On the phone tonight, I ask if she would ever eat cereal.
“Never,” she says, “you know the story behind it.”
She always assumes I know things. The truth is she is the first girl I have ever loved this much, and I am so scared of losing her that I would rather let her go on assuming than say something that’d lead to a fight, and sometimes that gives her the right.

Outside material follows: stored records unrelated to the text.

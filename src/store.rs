//! Persist the high score and theme preference (XDG config or ~/.config/snaketui).

use log::warn;
use std::collections::BTreeMap;
use std::fs;
use std::io::{self, Write};
use std::path::PathBuf;
use thiserror::Error;

const FILENAME: &str = "preferences";
const HIGH_SCORE_KEY: &str = "high_score";
const DARK_THEME_KEY: &str = "dark_theme";

#[derive(Debug, Error)]
pub enum StoreError {
    #[error("io error on {path}: {source}")]
    Io {
        path: PathBuf,
        #[source]
        source: io::Error,
    },
}

/// Durable key-value storage for the two preferences the game keeps across sessions.
/// Missing keys load as 0 / false; an `Err` is an actual I/O failure.
pub trait PreferenceStore {
    fn load_high_score(&self) -> Result<u32, StoreError>;
    fn save_high_score(&mut self, score: u32) -> Result<(), StoreError>;
    fn load_dark_theme(&self) -> Result<bool, StoreError>;
    fn save_dark_theme(&mut self, dark: bool) -> Result<(), StoreError>;
}

/// Values read once at session start.
#[derive(Debug, Clone, Copy, Default, PartialEq, Eq)]
pub struct Preferences {
    pub high_score: u32,
    pub dark_theme: bool,
}

/// Load both preferences, substituting defaults (and logging) on failure.
pub fn load_preferences(store: &dyn PreferenceStore) -> Preferences {
    let high_score = store.load_high_score().unwrap_or_else(|e| {
        warn!("could not load high score, using 0: {e}");
        0
    });
    let dark_theme = store.load_dark_theme().unwrap_or_else(|e| {
        warn!("could not load theme preference, using light: {e}");
        false
    });
    Preferences {
        high_score,
        dark_theme,
    }
}

/// Default data directory (config dir / snaketui).
pub fn default_data_dir() -> PathBuf {
    let base = if let Ok(xdg) = std::env::var("XDG_CONFIG_HOME") {
        if xdg.is_empty() {
            std::env::var("HOME")
                .map(PathBuf::from)
                .unwrap_or_else(|_| PathBuf::from("."))
                .join(".config")
        } else {
            PathBuf::from(xdg)
        }
    } else {
        std::env::var("HOME")
            .map(|h| PathBuf::from(h).join(".config"))
            .unwrap_or_else(|_| PathBuf::from("."))
    };
    base.join("snaketui")
}

/// `key=value` text file; unknown keys are kept on rewrite, unparseable values read as absent.
#[derive(Debug, Clone)]
pub struct FileStore {
    path: PathBuf,
}

impl FileStore {
    pub fn new(dir: PathBuf) -> Self {
        Self {
            path: dir.join(FILENAME),
        }
    }

    fn read_map(&self) -> Result<BTreeMap<String, String>, StoreError> {
        match fs::read_to_string(&self.path) {
            Ok(content) => Ok(parse_preferences(&content)),
            Err(e) if e.kind() == io::ErrorKind::NotFound => Ok(BTreeMap::new()),
            Err(source) => Err(self.io_error(source)),
        }
    }

    /// Read-modify-write of a single key. Creates the directory if needed.
    fn write_key(&self, key: &str, value: String) -> Result<(), StoreError> {
        let mut map = self.read_map()?;
        map.insert(key.to_string(), value);
        if let Some(parent) = self.path.parent() {
            fs::create_dir_all(parent).map_err(|e| self.io_error(e))?;
        }
        let mut f = fs::File::create(&self.path).map_err(|e| self.io_error(e))?;
        for (k, v) in &map {
            writeln!(f, "{k}={v}").map_err(|e| self.io_error(e))?;
        }
        Ok(())
    }

    fn io_error(&self, source: io::Error) -> StoreError {
        StoreError::Io {
            path: self.path.clone(),
            source,
        }
    }
}

impl PreferenceStore for FileStore {
    fn load_high_score(&self) -> Result<u32, StoreError> {
        Ok(self
            .read_map()?
            .get(HIGH_SCORE_KEY)
            .and_then(|v| v.parse::<u32>().ok())
            .unwrap_or(0))
    }

    fn save_high_score(&mut self, score: u32) -> Result<(), StoreError> {
        self.write_key(HIGH_SCORE_KEY, score.to_string())
    }

    fn load_dark_theme(&self) -> Result<bool, StoreError> {
        Ok(self
            .read_map()?
            .get(DARK_THEME_KEY)
            .is_some_and(|v| v == "true"))
    }

    fn save_dark_theme(&mut self, dark: bool) -> Result<(), StoreError> {
        self.write_key(DARK_THEME_KEY, dark.to_string())
    }
}

fn parse_preferences(content: &str) -> BTreeMap<String, String> {
    content
        .lines()
        .map(str::trim)
        .filter(|l| !l.is_empty() && !l.starts_with('#'))
        .filter_map(|l| l.split_once('='))
        .map(|(k, v)| (k.trim().to_string(), v.trim().to_string()))
        .collect()
}

/// In-memory store for tests; `fail_writes` simulates a broken disk.
#[cfg(test)]
#[derive(Debug, Default)]
pub struct MemoryStore {
    pub high_score: Option<u32>,
    pub dark_theme: Option<bool>,
    pub fail_writes: bool,
}

#[cfg(test)]
fn refused() -> StoreError {
    StoreError::Io {
        path: PathBuf::from("<memory>"),
        source: io::Error::other("write refused"),
    }
}

#[cfg(test)]
impl PreferenceStore for MemoryStore {
    fn load_high_score(&self) -> Result<u32, StoreError> {
        Ok(self.high_score.unwrap_or(0))
    }

    fn save_high_score(&mut self, score: u32) -> Result<(), StoreError> {
        if self.fail_writes {
            return Err(refused());
        }
        self.high_score = Some(score);
        Ok(())
    }

    fn load_dark_theme(&self) -> Result<bool, StoreError> {
        Ok(self.dark_theme.unwrap_or(false))
    }

    fn save_dark_theme(&mut self, dark: bool) -> Result<(), StoreError> {
        if self.fail_writes {
            return Err(refused());
        }
        self.dark_theme = Some(dark);
        Ok(())
    }
}

#[cfg(test)]
mod tests {
    use super::*;
    use std::sync::atomic::{AtomicU32, Ordering};

    fn scratch_dir() -> PathBuf {
        static COUNTER: AtomicU32 = AtomicU32::new(0);
        let n = COUNTER.fetch_add(1, Ordering::Relaxed);
        let dir = std::env::temp_dir().join(format!("snaketui-store-{}-{n}", std::process::id()));
        let _ = fs::remove_dir_all(&dir);
        dir
    }

    #[test]
    fn missing_file_loads_defaults() {
        let store = FileStore::new(scratch_dir());
        assert_eq!(load_preferences(&store), Preferences::default());
    }

    #[test]
    fn saves_both_keys_independently() {
        let dir = scratch_dir();
        let mut store = FileStore::new(dir.clone());
        store.save_high_score(120).unwrap();
        store.save_dark_theme(true).unwrap();
        store.save_high_score(130).unwrap();

        let reopened = FileStore::new(dir.clone());
        assert_eq!(reopened.load_high_score().unwrap(), 130);
        assert!(reopened.load_dark_theme().unwrap());
        let text = fs::read_to_string(dir.join(FILENAME)).unwrap();
        assert!(text.contains("dark_theme=true"));
        assert!(text.contains("high_score=130"));
        let _ = fs::remove_dir_all(dir);
    }

    #[test]
    fn garbage_values_read_as_absent() {
        let dir = scratch_dir();
        fs::create_dir_all(&dir).unwrap();
        fs::write(dir.join(FILENAME), "high_score=lots\ndark_theme=yes\n").unwrap();
        let store = FileStore::new(dir.clone());
        assert_eq!(store.load_high_score().unwrap(), 0);
        assert!(!store.load_dark_theme().unwrap());
        let _ = fs::remove_dir_all(dir);
    }

    #[test]
    fn unreadable_path_is_an_error_but_preferences_default() {
        let dir = scratch_dir();
        // A directory where the file should be makes reads fail with something other than NotFound.
        fs::create_dir_all(dir.join(FILENAME)).unwrap();
        let mut store = FileStore::new(dir.clone());
        assert!(store.save_high_score(10).is_err());
        assert_eq!(load_preferences(&store), Preferences::default());
        let _ = fs::remove_dir_all(dir);
    }

    #[test]
    fn parse_ignores_comments_and_blank_lines() {
        let map = parse_preferences("# prefs\n\n high_score = 40 \nnonsense\n");
        assert_eq!(map.get("high_score"), Some(&"40".to_string()));
        assert_eq!(map.len(), 1);
    }
}
//! Movement and power-up expiry timers, armed while a game is live.

use crate::game::{GameState, Phase};
use std::time::{Duration, Instant};

/// Expiry sweep cadence, independent of the movement tick.
pub const SWEEP_PERIOD: Duration = Duration::from_millis(100);

/// Periodic deadline. Disarmed (cancelled) timers never fire.
#[derive(Debug, Clone)]
pub struct Periodic {
    period: Duration,
    next_due: Option<Instant>,
}

impl Periodic {
    pub fn new(period: Duration) -> Self {
        Self {
            period,
            next_due: None,
        }
    }

    /// Start counting a full period from `now`.
    pub fn arm(&mut self, now: Instant) {
        self.next_due = Some(now + self.period);
    }

    pub fn cancel(&mut self) {
        self.next_due = None;
    }

    pub fn is_armed(&self) -> bool {
        self.next_due.is_some()
    }

    #[cfg(test)]
    pub fn period(&self) -> Duration {
        self.period
    }

    /// New period applies from the next firing on; a pending deadline is kept.
    pub fn set_period(&mut self, period: Duration) {
        self.period = period;
    }

    pub fn next_due(&self) -> Option<Instant> {
        self.next_due
    }

    /// True if the deadline has passed; re-arms one period from `now`.
    /// Missed periods are not replayed.
    pub fn poll(&mut self, now: Instant) -> bool {
        match self.next_due {
            Some(due) if due <= now => {
                self.next_due = Some(now + self.period);
                true
            }
            _ => false,
        }
    }
}

/// Which timers fired in one poll.
#[derive(Debug, Clone, Copy, Default, PartialEq, Eq)]
pub struct Due {
    pub movement: bool,
    pub sweep: bool,
}

/// Owns both timers. The app calls `sync` after every transition so the timers
/// follow the game phase: movement only while Running, the sweep while a game
/// is live (Running or Paused), both cancelled on game over and restart.
#[derive(Debug, Clone)]
pub struct Scheduler {
    movement: Periodic,
    sweep: Periodic,
}

impl Scheduler {
    pub fn new(movement_period: Duration) -> Self {
        Self {
            movement: Periodic::new(movement_period),
            sweep: Periodic::new(SWEEP_PERIOD),
        }
    }

    pub fn sync(&mut self, state: &GameState, now: Instant) {
        self.movement.set_period(state.effective_tick_period());
        match state.phase() {
            Phase::Running => {
                if !self.movement.is_armed() {
                    self.movement.arm(now);
                }
                if !self.sweep.is_armed() {
                    self.sweep.arm(now);
                }
            }
            Phase::Paused => {
                self.movement.cancel();
                if !self.sweep.is_armed() {
                    self.sweep.arm(now);
                }
            }
            Phase::NotStarted | Phase::GameOver => self.cancel_all(),
        }
    }

    pub fn cancel_all(&mut self) {
        self.movement.cancel();
        self.sweep.cancel();
    }

    pub fn poll(&mut self, now: Instant) -> Due {
        Due {
            movement: self.movement.poll(now),
            sweep: self.sweep.poll(now),
        }
    }

    /// Earliest pending deadline, used to bound the input wait.
    pub fn next_deadline(&self) -> Option<Instant> {
        match (self.movement.next_due(), self.sweep.next_due()) {
            (Some(a), Some(b)) => Some(a.min(b)),
            (a, b) => a.or(b),
        }
    }

    #[cfg(test)]
    pub fn movement(&self) -> &Periodic {
        &self.movement
    }

    #[cfg(test)]
    pub fn sweep(&self) -> &Periodic {
        &self.sweep
    }
}
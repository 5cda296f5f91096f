//! Input routing: keys and mouse drags to actions, with a short debounce.

use crate::game::Direction;
use crossterm::event::{KeyCode, KeyEvent, KeyModifiers};
use std::time::{Duration, Instant};

/// Identical actions closer together than this are dropped.
pub const DEBOUNCE_WINDOW: Duration = Duration::from_millis(50);

/// A drag shorter than this along its dominant axis is not a swipe.
pub const MIN_SWIPE_PX: f64 = 50.0;

/// Action from a key press or gesture.
#[derive(Debug, Clone, Copy, PartialEq, Eq)]
pub enum Action {
    Turn(Direction),
    TogglePause,
    Start,
    Restart,
    ToggleTheme,
    CycleDifficulty,
    Quit,
    None,
}

/// Map key event to action. Arrows and vim-style hjkl both steer.
pub fn key_to_action(key: KeyEvent) -> Action {
    let KeyEvent { code, modifiers, .. } = key;
    if modifiers == KeyModifiers::CONTROL {
        return match code {
            KeyCode::Char('c') => Action::Quit,
            _ => Action::None,
        };
    }
    let no_mod = modifiers.is_empty() || modifiers == KeyModifiers::SHIFT;
    if !no_mod {
        return Action::None;
    }
    match code {
        KeyCode::Up | KeyCode::Char('k') => Action::Turn(Direction::Up),
        KeyCode::Down | KeyCode::Char('j') => Action::Turn(Direction::Down),
        KeyCode::Left | KeyCode::Char('h') => Action::Turn(Direction::Left),
        KeyCode::Right | KeyCode::Char('l') => Action::Turn(Direction::Right),
        KeyCode::Char('p' | 'P' | ' ') => Action::TogglePause,
        KeyCode::Enter => Action::Start,
        KeyCode::Char('r' | 'R') => Action::Restart,
        KeyCode::Char('t' | 'T') => Action::ToggleTheme,
        KeyCode::Char('d' | 'D') => Action::CycleDifficulty,
        KeyCode::Char('q' | 'Q') | KeyCode::Esc => Action::Quit,
        _ => Action::None,
    }
}

/// Drops an action if the same one was accepted less than `window` ago.
#[derive(Debug, Clone)]
pub struct Debouncer {
    window: Duration,
    last: Option<(Action, Instant)>,
}

impl Default for Debouncer {
    fn default() -> Self {
        Self::new(DEBOUNCE_WINDOW)
    }
}

impl Debouncer {
    pub fn new(window: Duration) -> Self {
        Self { window, last: None }
    }

    pub fn accept(&mut self, action: Action, now: Instant) -> bool {
        if action == Action::None {
            return false;
        }
        if let Some((prev, at)) = self.last {
            if prev == action && now.saturating_duration_since(at) < self.window {
                return false;
            }
        }
        self.last = Some((action, now));
        true
    }
}

/// Classify a drag by its dominant axis; `None` below the distance threshold.
/// Screen coordinates: positive dy is downwards.
pub fn classify_swipe(dx: f64, dy: f64) -> Option<Direction> {
    if dx.abs() > dy.abs() {
        if dx.abs() > MIN_SWIPE_PX {
            return Some(if dx > 0.0 { Direction::Right } else { Direction::Left });
        }
    } else if dy.abs() > MIN_SWIPE_PX {
        return Some(if dy > 0.0 { Direction::Down } else { Direction::Up });
    }
    None
}

/// Tracks a press/release pair and turns it into a swipe direction.
#[derive(Debug, Clone, Default)]
pub struct SwipeTracker {
    start: Option<(f64, f64)>,
}

impl SwipeTracker {
    pub fn begin(&mut self, x: f64, y: f64) {
        self.start = Some((x, y));
    }

    /// Finish the gesture. A release without a press yields nothing.
    pub fn end(&mut self, x: f64, y: f64) -> Option<Direction> {
        let (sx, sy) = self.start.take()?;
        classify_swipe(x - sx, y - sy)
    }
}
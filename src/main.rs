//! Snaketui: grid snake with power-ups, difficulty levels and a persisted high score, in the terminal.

mod app;
mod game;
mod input;
mod schedule;
mod store;
mod theme;
mod ui;

use anyhow::Result;
use app::App;
use clap::{Parser, ValueEnum};
use simplelog::{Config, LevelFilter, WriteLogger};
use std::fs::{self, File};
use std::path::{Path, PathBuf};
use std::time::Duration;

const LOG_FILENAME: &str = "snaketui.log";

/// Options derived from CLI that affect game behaviour.
#[derive(Debug, Clone)]
pub struct GameConfig {
    pub difficulty: Difficulty,
    /// Fixed RNG seed for food/power-up placement (None = random per session).
    pub seed: Option<u64>,
    /// Force the dark theme on at startup (and persist it).
    pub force_dark: bool,
    /// Optional palette override file.
    pub theme_path: Option<PathBuf>,
}

fn main() -> Result<()> {
    let args = Args::parse();
    let data_dir = args.data_dir.clone().unwrap_or_else(store::default_data_dir);
    init_logging(args.log_file.as_deref(), &data_dir.join(LOG_FILENAME), args.log_level);

    let config = GameConfig {
        difficulty: args.difficulty,
        seed: args.seed,
        force_dark: args.dark,
        theme_path: args.theme,
    };
    let store = store::FileStore::new(data_dir);
    let mut app = App::new(config, Box::new(store));
    app.run()?;
    Ok(())
}

/// Logs go to a file: stdout belongs to the terminal UI. Failure to open it only disables logging.
fn init_logging(explicit: Option<&Path>, default_path: &Path, level: LogLevel) {
    let path = explicit.unwrap_or(default_path);
    if let Some(parent) = path.parent() {
        let _ = fs::create_dir_all(parent);
    }
    match File::create(path) {
        Ok(file) => {
            if let Err(e) = WriteLogger::init(level.into(), Config::default(), file) {
                eprintln!("snaketui: logger init failed: {e}");
            }
        }
        Err(e) => eprintln!("snaketui: cannot open log file {}: {e}", path.display()),
    }
}

/// Classic snake on a 20x20 board, in the terminal.
#[derive(Debug, Parser)]
#[command(
    name = "snaketui",
    version,
    about = "Grid snake in the terminal: eat food, grab power-ups, avoid walls and yourself.",
    long_about = "Snaketui is a single-player snake game on a 20x20 board.\n\n\
        Eat food to grow and score 10 points; the snake speeds up as you eat. Food sometimes \
        drops a power-up that lasts 10 seconds: slow motion, double points, or shrink.\n\n\
        CONTROLS:\n  Arrows / hjkl   Turn     P / Space   Pause    Enter   Start\n  \
        D   Cycle difficulty (before a game)   T   Toggle theme\n  R   Restart after game over   Q / Esc   Quit\n\n\
        Dragging with the mouse across the board also turns the snake."
)]
pub struct Args {
    /// Difficulty: easy (200 ms ticks), medium (150 ms), hard (100 ms, speeds up faster).
    #[arg(short, long, default_value = "medium")]
    pub difficulty: Difficulty,

    /// Path to a palette file (`theme[key]="#RRGGBB"` lines) overriding the built-in colours.
    #[arg(short, long, value_name = "FILE")]
    pub theme: Option<PathBuf>,

    /// Start with the dark theme (saved as your preference).
    #[arg(long)]
    pub dark: bool,

    /// Directory for the preference file and default log (default: XDG config dir / snaketui).
    #[arg(long, value_name = "DIR")]
    pub data_dir: Option<PathBuf>,

    /// Seed for food and power-up placement; same seed, same board.
    #[arg(long, value_name = "N")]
    pub seed: Option<u64>,

    /// Log file (default: <data-dir>/snaketui.log).
    #[arg(long, value_name = "FILE")]
    pub log_file: Option<PathBuf>,

    /// Log verbosity.
    #[arg(long, default_value = "info")]
    pub log_level: LogLevel,
}

#[derive(Debug, Clone, Copy, PartialEq, Eq, Default, ValueEnum)]
pub enum LogLevel {
    Off,
    Error,
    Warn,
    #[default]
    Info,
    Debug,
    Trace,
}

impl From<LogLevel> for LevelFilter {
    fn from(level: LogLevel) -> Self {
        match level {
            LogLevel::Off => Self::Off,
            LogLevel::Error => Self::Error,
            LogLevel::Warn => Self::Warn,
            LogLevel::Info => Self::Info,
            LogLevel::Debug => Self::Debug,
            LogLevel::Trace => Self::Trace,
        }
    }
}

#[derive(Debug, Clone, Copy, PartialEq, Eq, Default, ValueEnum)]
pub enum Difficulty {
    Easy,
    #[default]
    Medium,
    Hard,
}

impl Difficulty {
    /// Tick period at the start of a game.
    pub fn base_tick_period(self) -> Duration {
        Duration::from_millis(match self {
            Self::Easy => 200,
            Self::Medium => 150,
            Self::Hard => 100,
        })
    }

    /// How much faster the snake gets per food eaten.
    pub fn speedup(self) -> Duration {
        Duration::from_millis(match self {
            Self::Hard => 3,
            Self::Easy | Self::Medium => 2,
        })
    }

    /// Next difficulty in menu order, wrapping.
    pub fn next(self) -> Self {
        match self {
            Self::Easy => Self::Medium,
            Self::Medium => Self::Hard,
            Self::Hard => Self::Easy,
        }
    }

    pub fn label(self) -> &'static str {
        match self {
            Self::Easy => "Easy",
            Self::Medium => "Medium",
            Self::Hard => "Hard",
        }
    }
}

Even though I am jealous of the mark he left on her, of how he lingers several months later, how she has not recovered and may never recover from Tunji, I cannot show it. She says it’s just one of those things, that I should not overthink.
When she talks about Tunji, whenever he comes up in conversations, her eyes go soulful. I cannot tell if she is thinking about the pain of things going sour between them, or if she is maybe mourning the loss of what they had. Maybe there is a part of her that would rather be with him than with me, because she still keeps pictures of him, of them. Maybe being with me is a mistake: that would make more sense, and, in that case, it’d be better if she just makes that clear, save me the agony of constantly measuring myself against this fly on the wall.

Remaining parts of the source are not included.